Avez-vous remarqué la phraséologie compliquée à laquelle doivent se livrer ceux qui veulent conjuguer identité nationale et Québécitude? Même notre champion [Mathieu Bock-Côté] le plus articulé doit déployer des trésors d’ingéniosité pour être à la hauteur de la tâche. Voyez un peu:


À l’extérieur de Montréal, on trouve une majorité historique francophone consciente de son érosion et de plus en plus hantée par son impuissance collective. Elle représente pourtant le cœur de la nation. Plus elle s’efface, plus le peuple québécois s’efface aussi.


Non mais, sérieusement, de quoi on parle exactement!? Moi j’appelle ça utiliser le langage pour rendre les gens malades. Est-ce que la phrase ne serait pas plus compréhensible si on parlait de la très fragile majorité de Canadiens Français à l’intérieur du Québec diversitaire? Au moins, on a l’impression d’être quelqu’un. Les mots vaseux flétrissent notre dignité. Quand nous ne pouvons plus nommer les choses par leur nom, notre langue se retourne contre nous parce que ceux qui la manient le mieux s’en servent pour nous mentir.

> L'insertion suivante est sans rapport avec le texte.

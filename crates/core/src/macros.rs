//! Helper macros for domain enums.

/// Declares a fieldless enum persisted and serialized as a snake_case string.
///
/// Generates `as_str`, `ALL`, `Display` and `FromStr` (failing with
/// `AppError::Validation`).
macro_rules! text_enum {
    (
        $(#[$meta:meta])*
        $name:ident {
            $( $(#[$vmeta:meta])* $variant:ident => $text:literal ),+ $(,)?
        }
    ) => {
        $(#[$meta])*
        #[derive(Debug, Clone, Copy, PartialEq, Eq, Hash, serde::Serialize, serde::Deserialize)]
        #[serde(rename_all = "snake_case")]
        pub enum $name {
            $( $(#[$vmeta])* $variant ),+
        }

        impl $name {
            /// Every variant, in declaration order.
            pub const ALL: &'static [Self] = &[$( Self::$variant ),+];

            /// Returns the stored string form.
            #[must_use]
            pub const fn as_str(&self) -> &'static str {
                match self {
                    $( Self::$variant => $text ),+
                }
            }
        }

        impl std::fmt::Display for $name {
            fn fmt(&self, f: &mut std::fmt::Formatter<'_>) -> std::fmt::Result {
                f.write_str(self.as_str())
            }
        }

        impl std::str::FromStr for $name {
            type Err = corebank_shared::AppError;

            fn from_str(s: &str) -> Result<Self, Self::Err> {
                match s {
                    $( $text => Ok(Self::$variant), )+
                    other => Err(corebank_shared::AppError::Validation(format!(
                        concat!("Invalid ", stringify!($name), ": {}"),
                        other
                    ))),
                }
            }
        }
    };
}
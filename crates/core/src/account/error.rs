//! Account rule violations.

use corebank_shared::AppError;
use rust_decimal::Decimal;
use thiserror::Error;

use super::types::AccountStatus;

/// Errors raised by account rules.
#[derive(Debug, Error)]
pub enum AccountError {
    /// Account is frozen or closed.
    #[error("Account is not active (status: {0})")]
    NotActive(AccountStatus),

    /// Balance does not cover the requested debit.
    #[error("Insufficient balance: available {available}, requested {requested}")]
    InsufficientBalance {
        /// Current balance.
        available: Decimal,
        /// Amount requested.
        requested: Decimal,
    },

    /// FDR accounts need an interest rate and maturity date.
    #[error("Fixed deposit accounts require an interest rate and a maturity date")]
    MissingFdrTerms,

    /// Interest rate outside 0-30%.
    #[error("Interest rate must be between 0 and 30, got {0}")]
    InvalidInterestRate(Decimal),

    /// Maturity date is today or in the past.
    #[error("Maturity date must be in the future")]
    MaturityNotInFuture,

    /// Initial deposit is negative, below the minimum, or has sub-cent precision.
    #[error("Invalid initial deposit: {0}")]
    InvalidInitialDeposit(Decimal),

    /// Initial deposit above the largest single amount.
    #[error("Initial deposit must be at most {max}, got {actual}")]
    InitialDepositTooLarge {
        /// Largest accepted deposit.
        max: Decimal,
        /// Deposit requested.
        actual: Decimal,
    },

    /// Closed accounts cannot change status.
    #[error("Account is closed")]
    Closed,

    /// Accounts can only be closed once emptied.
    #[error("Account balance must be zero before closing (balance: {0})")]
    NonZeroBalance(Decimal),

    /// Requested status equals the current one.
    #[error("Account is already {0}")]
    StatusUnchanged(AccountStatus),
}

impl AccountError {
    /// Returns the error code for API responses.
    #[must_use]
    pub const fn error_code(&self) -> &'static str {
        match self {
            Self::NotActive(_) => "ACCOUNT_NOT_ACTIVE",
            Self::InsufficientBalance { .. } => "INSUFFICIENT_BALANCE",
            Self::MissingFdrTerms => "MISSING_FDR_TERMS",
            Self::InvalidInterestRate(_) => "INVALID_INTEREST_RATE",
            Self::MaturityNotInFuture => "INVALID_MATURITY_DATE",
            Self::InvalidInitialDeposit(_) => "INVALID_INITIAL_DEPOSIT",
            Self::InitialDepositTooLarge { .. } => "INITIAL_DEPOSIT_TOO_LARGE",
            Self::Closed => "ACCOUNT_CLOSED",
            Self::NonZeroBalance(_) => "NON_ZERO_BALANCE",
            Self::StatusUnchanged(_) => "STATUS_UNCHANGED",
        }
    }

    /// True for errors caused by malformed input rather than account state.
    #[must_use]
    pub const fn is_validation(&self) -> bool {
        matches!(
            self,
            Self::MissingFdrTerms
                | Self::InvalidInterestRate(_)
                | Self::MaturityNotInFuture
                | Self::InvalidInitialDeposit(_)
                | Self::InitialDepositTooLarge { .. }
        )
    }
}

impl From<AccountError> for AppError {
    fn from(err: AccountError) -> Self {
        if err.is_validation() {
            Self::Validation(err.to_string())
        } else {
            Self::BusinessRule(err.to_string())
        }
    }
}

#[cfg(test)]
mod tests {
    use rust_decimal_macros::dec;

    use super::*;

    #[test]
    fn test_app_error_mapping() {
        let err: AppError = AccountError::MissingFdrTerms.into();
        assert_eq!(err.status_code(), 400);

        let err: AppError = AccountError::InsufficientBalance {
            available: dec!(10),
            requested: dec!(20),
        }
        .into();
        assert_eq!(err.status_code(), 422);
        assert_eq!(
            err.to_string(),
            "Business rule violation: Insufficient balance: available 10, requested 20"
        );

        let err: AppError = AccountError::InitialDepositTooLarge {
            max: dec!(999999999999.99),
            actual: dec!(1000000000000),
        }
        .into();
        assert_eq!(err.status_code(), 400);
    }
}
//! Sessions migration for refresh token management.

use sea_orm_migration::prelude::*;

#[derive(DeriveMigrationName)]
pub struct Migration;

#[async_trait::async_trait]
impl MigrationTrait for Migration {
    async fn up(&self, manager: &SchemaManager) -> Result<(), DbErr> {
        let db = manager.get_connection();
        db.execute_unprepared(SESSIONS_SQL).await?;
        Ok(())
    }

    async fn down(&self, manager: &SchemaManager) -> Result<(), DbErr> {
        let db = manager.get_connection();
        db.execute_unprepared("DROP TABLE IF EXISTS sessions CASCADE;")
            .await?;
        Ok(())
    }
}

const SESSIONS_SQL: &str = r"
CREATE TABLE sessions (
    id UUID PRIMARY KEY DEFAULT gen_random_uuid(),
    user_id UUID NOT NULL REFERENCES users(id) ON DELETE CASCADE,
    refresh_token_hash VARCHAR(64) NOT NULL,
    user_agent TEXT,
    ip_address VARCHAR(45),
    expires_at TIMESTAMPTZ NOT NULL,
    revoked_at TIMESTAMPTZ,
    created_at TIMESTAMPTZ NOT NULL DEFAULT now(),
    updated_at TIMESTAMPTZ NOT NULL DEFAULT now(),
    CONSTRAINT chk_expires_future CHECK (expires_at > created_at)
);

CREATE UNIQUE INDEX idx_sessions_token_hash ON sessions(refresh_token_hash);
CREATE INDEX idx_sessions_user_active ON sessions(user_id) WHERE revoked_at IS NULL;
";
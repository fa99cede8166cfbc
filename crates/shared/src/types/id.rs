//! Typed IDs for type-safe entity references.
//!
//! Using typed IDs prevents accidentally passing a `LoanId` where an `AccountId` is expected.

use serde::{Deserialize, Serialize};
use uuid::Uuid;

/// Macro to generate typed ID wrappers.
macro_rules! typed_id {
    ($name:ident, $doc:expr) => {
        #[doc = $doc]
        #[derive(Debug, Clone, Copy, PartialEq, Eq, Hash, Serialize, Deserialize)]
        #[serde(transparent)]
        pub struct $name(pub Uuid);

        impl $name {
            /// Creates a new random ID using UUID v7 (time-ordered).
            #[must_use]
            pub fn new() -> Self {
                Self(Uuid::now_v7())
            }

            /// Creates an ID from an existing UUID.
            #[must_use]
            pub const fn from_uuid(uuid: Uuid) -> Self {
                Self(uuid)
            }

            /// Returns the inner UUID.
            #[must_use]
            pub const fn into_inner(self) -> Uuid {
                self.0
            }
        }

        impl Default for $name {
            fn default() -> Self {
                Self::new()
            }
        }

        impl std::fmt::Display for $name {
            fn fmt(&self, f: &mut std::fmt::Formatter<'_>) -> std::fmt::Result {
                write!(f, "{}", self.0)
            }
        }

        impl std::str::FromStr for $name {
            type Err = uuid::Error;

            fn from_str(s: &str) -> Result<Self, Self::Err> {
                Ok(Self(Uuid::parse_str(s)?))
            }
        }
    };
}

typed_id!(UserId, "Unique identifier for a user.");
typed_id!(AccountId, "Unique identifier for a bank account.");
typed_id!(TransactionId, "Unique identifier for a ledger transaction.");
typed_id!(LoanId, "Unique identifier for a loan.");
typed_id!(AuditLogId, "Unique identifier for an audit log entry.");
typed_id!(SessionId, "Unique identifier for a refresh-token session.");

Il y a beaucoup de problèmes au Québec. Certes, ils ne revêtent pas le caractère extrême de ces terribles épreuves que sont la guerre, la famine, les épidémies… Ils sont d’un autre ordre. Mais cela ne veut pas dire qu’ils ne donnent pas à réfléchir. Ce sont (entre autres) la solitude, l’effroi de se retrouver face à une vie complètement vide, et l’angoisse qui découlent du fait que nous n’avons plus aucunes prises sur les choses parce que nous n’avons plus aucune légitimité existentielle.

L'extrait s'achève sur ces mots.